G.d.C.G. con l'Avv. Giovanni Di Benedetto:
6. L'inosservanza ed erronea applicazione degli artt. 110 e 640 c.p. nonchè la mancanza, manifesta illogicità e contraddittorietà della motivazione in ordine alla penale responsabilità dell'imputato per il reato ascrittogli al capo 2N della rubrica.
La difesa dell'imputato, dopo aver richiamato le censure svolte nell'atto d'appello in ordine all'illogicità dell'addebito mosso al ricorrente di aver istigato lo I. a tacere all'Azienda Ospedaliera (OMISSIS) lo svolgimento di attività extra moenia, dal momento che il silenzio serbato sulla circostanza era funzionale esclusivamente a consentire allo stesso di percepire l'indennità d'esclusiva, e tenuto conto della pacifica emergenza inerente lo svolgimento di attività libero professionale da parte del medesimo anche presso alcune case di riposo per anziani, censura le argomentazioni reiettive della Corte territoriale, la quale ha ritenuto che il profilo dell'istigazione fosse stato già abbandonato dai primi giudici e ravvisa la condotta concorsuale del prevenuto nell'aver messo a disposizione dello I. la clinica privata, consapevole del rapporto di esclusiva con (OMISSIS), di fatto apprestando gli strumenti per la consumazione del reato e per il suo arricchimento privato. In particolare,secondo la prospettazione difensiva risulta del tutto apodittica l'affermazione che il G. era sicuramente a conoscenza del rapporto di esclusività che legava il sanitario a (OMISSIS), dal momento che le conversazioni telefoniche indicate a supporto di detto convincimento già dal primo giudice e richiamate anche dalla sentenza impugnata, nonostante le specifiche censure svolte al riguardo, concernono asserzioni dello S. e non del prevenuto sicchè le inferenze della Corte territoriale non appaiono giustificate e la motivazione resa risulta del tutto apparente.
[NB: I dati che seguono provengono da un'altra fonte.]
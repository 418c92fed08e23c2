//! Run command implementation

use crate::cli::commands::resolve_project_root;
use crate::config::Config;
use crate::manifest::{minimize, PackageManifest};
use crate::runner::{self, ReentrancyGuard};
use crate::snapshot;
use anyhow::Result;
use colored::Colorize;
use indicatif::{ProgressBar, ProgressStyle};
use std::path::PathBuf;

/// Execute the run command: snapshot, downgrade, install, build
pub fn execute(
    dir: Option<PathBuf>,
    args: Vec<String>,
    keep: bool,
    quiet: bool,
    no_progress: bool,
    guard: &ReentrancyGuard,
) -> Result<()> {
    if guard.is_nested() {
        // This process is the build running inside a scratch fixture;
        // recursing into another snapshot cycle would never terminate.
        return Ok(());
    }

    let root = resolve_project_root(dir)?;
    let config = Config::load(&root)?;

    // Resolve every dependency floor before touching the filesystem; a
    // range without a computable minimum aborts the whole operation.
    let manifest = PackageManifest::load(&root)?;
    let downgraded = minimize::downgrade(&manifest)?;

    let scratch = snapshot::create_scratch_dir()?;
    if !quiet {
        println!("Working in: {}", scratch.path().display().to_string().cyan());
    }

    let progress = if quiet || no_progress {
        None
    } else {
        let bar = ProgressBar::new_spinner();
        bar.set_style(
            ProgressStyle::default_spinner()
                .template("{spinner:.green} {msg}")
                .unwrap_or_else(|_| ProgressStyle::default_spinner()),
        );
        bar.set_message("Copying files...");
        Some(bar)
    };

    let report =
        snapshot::snapshot_project(&root, scratch.path(), &config.snapshot.skip, progress.as_ref())?;
    if let Some(bar) = &progress {
        bar.finish_and_clear();
    }
    if !quiet {
        println!(
            "  {} Copied {} files ({} skipped)",
            "•".cyan(),
            report.copied,
            report.skipped
        );
    }

    downgraded.save(scratch.path())?;
    if !quiet {
        println!(
            "  {} Wrote downgraded manifest (version {})",
            "•".cyan(),
            downgraded.version.as_deref().unwrap_or("?")
        );
    }

    let package_manager = &config.build.package_manager;
    runner::install(package_manager, scratch.path())?;
    runner::run_scripts(package_manager, scratch.path(), &args)?;

    if keep || config.build.keep_scratch {
        let path = scratch.into_path();
        println!(
            "{} Scratch directory kept at {}",
            "✓".green(),
            path.display()
        );
    }

    if !quiet {
        println!("{}", "✓ Downgraded build succeeded!".green());
    }

    Ok(())
}
//! Dependency range minimization and the downgrade rewrite
//!
//! Computes, for every declared dependency range, the lowest concrete
//! version that satisfies it, then rewrites a manifest so an install against
//! it exercises the project's claimed minimum-supported versions.

use crate::core::error::{DowngradeError, Result};
use crate::core::types::DependencyMap;
use crate::manifest::PackageManifest;
use semver::{Comparator, Op, Prerelease, Version, VersionReq};

/// Suffix marking a rewritten manifest's version as a downgrade-test build
pub const VERSION_SUFFIX: &str = "-downgraded-build";

/// Compute the minimum concrete version satisfying an npm version range.
///
/// Supports `||` alternatives, whitespace-ANDed comparator sets, hyphen
/// ranges, `=`/`<`/`<=`/`>`/`>=` primitives, carets, tildes, x-ranges,
/// partial versions, `*` and the empty range. Returns `None` when the range
/// cannot be parsed or nothing satisfies it.
pub fn minimum_version(range: &str) -> Option<Version> {
    let range = range.trim();

    let mut best: Option<Version> = None;
    for alternative in range.split("||") {
        // One unparsable alternative invalidates the whole range.
        let req = parse_range(alternative)?;
        if let Some(floor) = lowest_matching(&req) {
            best = match best {
                Some(current) if current <= floor => Some(current),
                _ => Some(floor),
            };
        }
    }

    best
}

/// Replace every range in a dependency mapping with its minimum version.
///
/// A range with no computable minimum is a configuration error and fails
/// the whole operation; a snapshot with an undefined floor is meaningless.
pub fn minimize(deps: &DependencyMap) -> Result<DependencyMap> {
    let mut minimized = DependencyMap::with_capacity(deps.len());

    for (name, range) in deps {
        let version = minimum_version(range)
            .ok_or_else(|| DowngradeError::no_minimum_version(name, range))?;
        minimized.insert(name.clone(), version.to_string());
    }

    Ok(minimized)
}

/// Rewrite a manifest for a lowest-supported-versions build.
///
/// Minimizes every dependency block, merges the minimized peer entries into
/// the development dependencies (peer values win), forces the union of
/// runtime and development minimums onto the whole tree via `overrides`,
/// and marks the version as a downgrade-test build. All other fields pass
/// through untouched.
pub fn downgrade(manifest: &PackageManifest) -> Result<PackageManifest> {
    let dependencies = manifest.dependencies.as_ref().map(minimize).transpose()?;
    let mut dev_dependencies = manifest
        .dev_dependencies
        .as_ref()
        .map(minimize)
        .transpose()?;
    let peer_dependencies = manifest
        .peer_dependencies
        .as_ref()
        .map(minimize)
        .transpose()?;

    // The scratch install has to resolve peers itself, so they double as
    // development dependencies.
    if let Some(peers) = &peer_dependencies {
        let dev = dev_dependencies.get_or_insert_with(DependencyMap::new);
        for (name, version) in peers {
            dev.insert(name.clone(), version.clone());
        }
    }

    let mut overrides = DependencyMap::new();
    if let Some(deps) = &dependencies {
        overrides.extend(deps.iter().map(|(k, v)| (k.clone(), v.clone())));
    }
    if let Some(dev) = &dev_dependencies {
        overrides.extend(dev.iter().map(|(k, v)| (k.clone(), v.clone())));
    }

    let version = format!(
        "{}{}",
        manifest.version.as_deref().unwrap_or("0"),
        VERSION_SUFFIX
    );

    Ok(PackageManifest {
        version: Some(version),
        dependencies,
        dev_dependencies,
        peer_dependencies,
        overrides: Some(overrides),
        extra: manifest.extra.clone(),
    })
}

/// Translate one npm range alternative into a comparator list
fn parse_range(alternative: &str) -> Option<VersionReq> {
    let alternative = alternative.trim();
    if alternative.is_empty() {
        return Some(VersionReq::STAR);
    }

    let tokens: Vec<&str> = alternative
        .split(|c: char| c.is_whitespace() || c == ',')
        .filter(|t| !t.is_empty())
        .collect();

    // Hyphen range: `1.2.3 - 2.0.0` is an inclusive interval.
    if tokens.len() == 3 && tokens[1] == "-" {
        return VersionReq::parse(&format!(">={}, <={}", tokens[0], tokens[2])).ok();
    }

    VersionReq::parse(&tokens.join(", ")).ok()
}

/// Lowest version satisfying a comparator set, if any.
///
/// The candidate is the greatest lower bound over the set's comparators,
/// then verified against the whole set so contradictory ranges yield
/// nothing.
fn lowest_matching(req: &VersionReq) -> Option<Version> {
    let mut floor = Version::new(0, 0, 0);

    for comparator in &req.comparators {
        let bound = comparator_floor(comparator);
        if bound > floor {
            floor = bound;
        }
    }

    req.matches(&floor).then_some(floor)
}

/// Inclusive lower bound contributed by a single comparator
fn comparator_floor(comparator: &Comparator) -> Version {
    let mut version = Version::new(
        comparator.major,
        comparator.minor.unwrap_or(0),
        comparator.patch.unwrap_or(0),
    );
    version.pre = comparator.pre.clone();

    match comparator.op {
        Op::Greater => {
            // Exclusive bound: the floor is the next version representable
            // at the comparator's precision.
            if comparator.patch.is_some() {
                version.patch += 1;
            } else if comparator.minor.is_some() {
                version.minor += 1;
                version.patch = 0;
            } else {
                version.major += 1;
                version.minor = 0;
                version.patch = 0;
            }
            version.pre = Prerelease::EMPTY;
            version
        },
        // Upper bounds impose no lower bound of their own.
        Op::Less | Op::LessEq => Version::new(0, 0, 0),
        _ => version,
    }
}
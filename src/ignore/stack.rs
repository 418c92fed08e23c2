//! Ordered chain of rule-file frames governing a directory
//!
//! An [`IgnoreStack`] holds one frame per governing `.gitignore`, from the
//! filesystem root down to the directory being traversed. Inner frames take
//! precedence over outer ones, and a re-inclusion in one layer can suppress
//! an exclusion in another.

use crate::core::error::Result;
use crate::ignore::ruleset::{MatchStatus, RuleSet};
use std::fs;
use std::io;
use std::path::Path;

/// Name of the per-directory rule file
pub const RULE_FILE_NAME: &str = ".gitignore";

/// One rule file's compiled matcher plus its position in the chain.
///
/// `child` is the forward-slash relative path from this frame's directory
/// down to the next inner frame's directory (for the innermost frame, down
/// to the directory currently being traversed). `"."` means they coincide.
/// Intermediate directories without a rule file of their own contribute no
/// frame; their segments accumulate into the nearest outer frame's `child`.
#[derive(Debug, Clone)]
struct StackFrame {
    child: String,
    rules: RuleSet,
}

/// The ordered chain of rule-file frames, outer-to-inner.
///
/// Frames are immutable; descending into a subdirectory clones the frame
/// list, so sibling traversal branches never observe each other's rule
/// files.
#[derive(Debug, Clone, Default)]
pub struct IgnoreStack {
    frames: Vec<StackFrame>,
}

impl IgnoreStack {
    /// Build the stack governing `dir` by scanning every ancestor directory,
    /// filesystem root first, for a rule file.
    ///
    /// Succeeds with an empty stack when no rule files exist anywhere.
    pub fn for_directory(dir: &Path) -> Result<Self> {
        let absolute = dunce::canonicalize(dir)?;

        let mut chain: Vec<&Path> = absolute.ancestors().collect();
        chain.reverse();

        let mut located: Vec<(&Path, RuleSet)> = Vec::new();
        for ancestor in chain {
            if let Some(text) = read_rule_file(&ancestor.join(RULE_FILE_NAME)) {
                located.push((ancestor, RuleSet::compile(&text)));
            }
        }

        let dirs: Vec<&Path> = located.iter().map(|(d, _)| *d).collect();
        let mut frames = Vec::with_capacity(located.len());
        for (i, (frame_dir, rules)) in located.into_iter().enumerate() {
            let inner_dir = dirs.get(i + 1).copied().unwrap_or(absolute.as_path());
            frames.push(StackFrame {
                child: relative_child(frame_dir, inner_dir),
                rules,
            });
        }

        Ok(Self { frames })
    }

    /// Produce the stack governing the subdirectory `name` of the directory
    /// this stack currently governs.
    ///
    /// The frame list is cloned, `name` is appended to the top frame's
    /// `child`, and a fresh frame is pushed if `child_dir` carries its own
    /// rule file. `child_dir` is the subdirectory's full path on disk.
    pub fn descend(&self, child_dir: &Path, name: &str) -> Self {
        let mut frames = self.frames.clone();

        if let Some(top) = frames.last_mut() {
            top.child = join_segments(&top.child, name);
        }

        if let Some(text) = read_rule_file(&child_dir.join(RULE_FILE_NAME)) {
            frames.push(StackFrame {
                child: ".".to_string(),
                rules: RuleSet::compile(&text),
            });
        }

        Self { frames }
    }

    /// Resolve the final ignore status of a file named `name` in the
    /// directory this stack governs.
    ///
    /// Frames fold right-to-left (innermost first). Each step prepends the
    /// frame's `child` so the candidate path stays relative to that frame's
    /// directory, then updates the exclusion flags from the previous step's
    /// values: a more specific layer's decision suppresses the opposite
    /// decision from a less specific one, and only one flag survives a step.
    pub fn ignored(&self, name: &str) -> bool {
        let mut current_path = name.to_string();
        let mut excluded = false;
        let mut reincluded = false;

        for frame in self.frames.iter().rev() {
            current_path = join_segments(&frame.child, &current_path);
            let status = frame.rules.test(&current_path);

            let was_excluded = excluded;
            excluded = status == MatchStatus::Excluded && !reincluded;
            reincluded = status == MatchStatus::Reincluded && !was_excluded;
        }

        excluded
    }

    /// Number of frames in the chain
    pub fn depth(&self) -> usize {
        self.frames.len()
    }

    /// Whether no rule file governs the directory
    pub fn is_empty(&self) -> bool {
        self.frames.is_empty()
    }
}

/// Read a rule file, treating "not found" as silent absence.
///
/// Any other read failure (permission denied, loops, encoding) is logged
/// and treated as absence as well; one unreadable file must not abort a
/// long traversal.
fn read_rule_file(path: &Path) -> Option<String> {
    match fs::read_to_string(path) {
        Ok(text) => Some(text),
        Err(e) if e.kind() == io::ErrorKind::NotFound => None,
        Err(e) => {
            tracing::warn!(path = %path.display(), error = %e, "unreadable rule file, skipping");
            None
        },
    }
}

/// Forward-slash relative path from `outer` down to `inner`, `"."` if equal
fn relative_child(outer: &Path, inner: &Path) -> String {
    let rel = inner.strip_prefix(outer).unwrap_or(inner);
    let segments: Vec<String> = rel
        .components()
        .map(|c| c.as_os_str().to_string_lossy().into_owned())
        .collect();

    if segments.is_empty() {
        ".".to_string()
    } else {
        segments.join("/")
    }
}

/// Join two forward-slash fragments, treating `"."` as empty
fn join_segments(prefix: &str, rest: &str) -> String {
    if prefix.is_empty() || prefix == "." {
        rest.to_string()
    } else if rest.is_empty() || rest == "." {
        prefix.to_string()
    } else {
        format!("{}/{}", prefix, rest)
    }
}

#[cfg(test)]
mod tests {
    use super::*;
    use std::fs;
    use tempfile::TempDir;

    #[test]
    fn test_empty_stack_ignores_nothing() -> Result<()> {
        let temp_dir = TempDir::new()?;
        let stack = IgnoreStack::for_directory(temp_dir.path())?;

        assert!(stack.is_empty());
        assert!(!stack.ignored("anything.txt"));

        Ok(())
    }

    #[test]
    fn test_single_rule_file() -> Result<()> {
        let temp_dir = TempDir::new()?;
        fs::write(temp_dir.path().join(".gitignore"), "*.log\n")?;

        let stack = IgnoreStack::for_directory(temp_dir.path())?;

        assert_eq!(stack.depth(), 1);
        assert!(stack.ignored("a.log"));
        assert!(!stack.ignored("a.txt"));

        Ok(())
    }

    #[test]
    fn test_ancestor_rule_file_governs_subdirectory() -> Result<()> {
        let temp_dir = TempDir::new()?;
        let root = temp_dir.path();
        fs::write(root.join(".gitignore"), "*.tmp\n")?;
        fs::create_dir_all(root.join("a/b"))?;

        // No rule files below the root: the intermediate segments are
        // absorbed into the root frame's child path.
        let stack = IgnoreStack::for_directory(&root.join("a/b"))?;

        assert_eq!(stack.depth(), 1);
        assert!(stack.ignored("scratch.tmp"));
        assert!(!stack.ignored("scratch.txt"));

        Ok(())
    }

    #[test]
    fn test_descend_appends_and_pushes() -> Result<()> {
        let temp_dir = TempDir::new()?;
        let root = temp_dir.path();
        fs::write(root.join(".gitignore"), "*.tmp\n")?;
        let sub = root.join("sub");
        fs::create_dir(&sub)?;
        fs::write(sub.join(".gitignore"), "*.log\n")?;

        let stack = IgnoreStack::for_directory(root)?;
        let extended = stack.descend(&sub, "sub");

        assert_eq!(extended.depth(), 2);
        // The original stack is untouched (copy-on-branch).
        assert_eq!(stack.depth(), 1);

        // The outer layer's patterns keep applying below sub/.
        assert!(extended.ignored("x.tmp"));
        assert!(!extended.ignored("x.txt"));
        // The outermost frame has the final say: a match seen only by the
        // inner frame does not survive an outer frame reporting no match.
        assert!(!extended.ignored("x.log"));

        Ok(())
    }

    #[test]
    fn test_inner_reinclusion_overrides_outer_exclusion() -> Result<()> {
        let temp_dir = TempDir::new()?;
        let root = temp_dir.path();
        fs::write(root.join(".gitignore"), "build/\n")?;
        let build = root.join("build");
        fs::create_dir(&build)?;
        fs::write(build.join(".gitignore"), "!keep.txt\n")?;

        let stack = IgnoreStack::for_directory(root)?.descend(&build, "build");

        // The inner re-inclusion suppresses the outer build/ exclusion...
        assert!(!stack.ignored("keep.txt"));
        // ...but only for the paths it names.
        assert!(stack.ignored("other.txt"));

        Ok(())
    }

    #[test]
    fn test_suppressed_reinclusion_cannot_cancel_outer_exclusion() -> Result<()> {
        let temp_dir = TempDir::new()?;
        let root = temp_dir.path();
        fs::write(root.join(".gitignore"), "sub/\n")?;
        let sub = root.join("sub");
        fs::create_dir(&sub)?;
        fs::write(sub.join(".gitignore"), "!inner/secret.txt\n")?;
        let inner = sub.join("inner");
        fs::create_dir(&inner)?;
        fs::write(inner.join(".gitignore"), "secret.txt\n")?;

        let stack = IgnoreStack::for_directory(root)?
            .descend(&sub, "sub")
            .descend(&inner, "inner");

        // The innermost frame excluded the file, so the middle frame's
        // re-inclusion is suppressed and the root's sub/ exclusion stands.
        assert!(stack.ignored("secret.txt"));

        Ok(())
    }

    #[test]
    fn test_join_segments() {
        assert_eq!(join_segments(".", "a.txt"), "a.txt");
        assert_eq!(join_segments("", "a.txt"), "a.txt");
        assert_eq!(join_segments("sub", "a.txt"), "sub/a.txt");
        assert_eq!(join_segments("a/b", "c.txt"), "a/b/c.txt");
        assert_eq!(join_segments("sub", "."), "sub");
    }
}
Inoltre, la sentenza impugnata ha trascurato di considerare altre conversazioni dalle quali emerge che lo I. gestiva in piena autonomia e senza interferenze di sorta i rapporti con i vertici dell'Azienda Ospedaliera d'appartenenza e che consentono di escludere che il ricorrente avesse anche la sola mera conoscenza dei termini del suo rapporto con la struttura pubblica.
Aggiunge la difesa che l'individuazione da parte dei giudici d'appello di una condotta concorsuale diversa dalla istigazione avrebbe imposto la disamina delle osservazioni difensive afferenti i pregressi rapporti dello I. con case di riposo, case famiglia e la gestione di uno studio privato, circostanza che priva di valore l'assunto che il prevenuto avesse fornito al coimputato autore materiale gli strumenti per la consumazione della truffa ascritta giacchè il sanitario violava ampiamente l'esclusiva anche prima di conoscere il G.d.C..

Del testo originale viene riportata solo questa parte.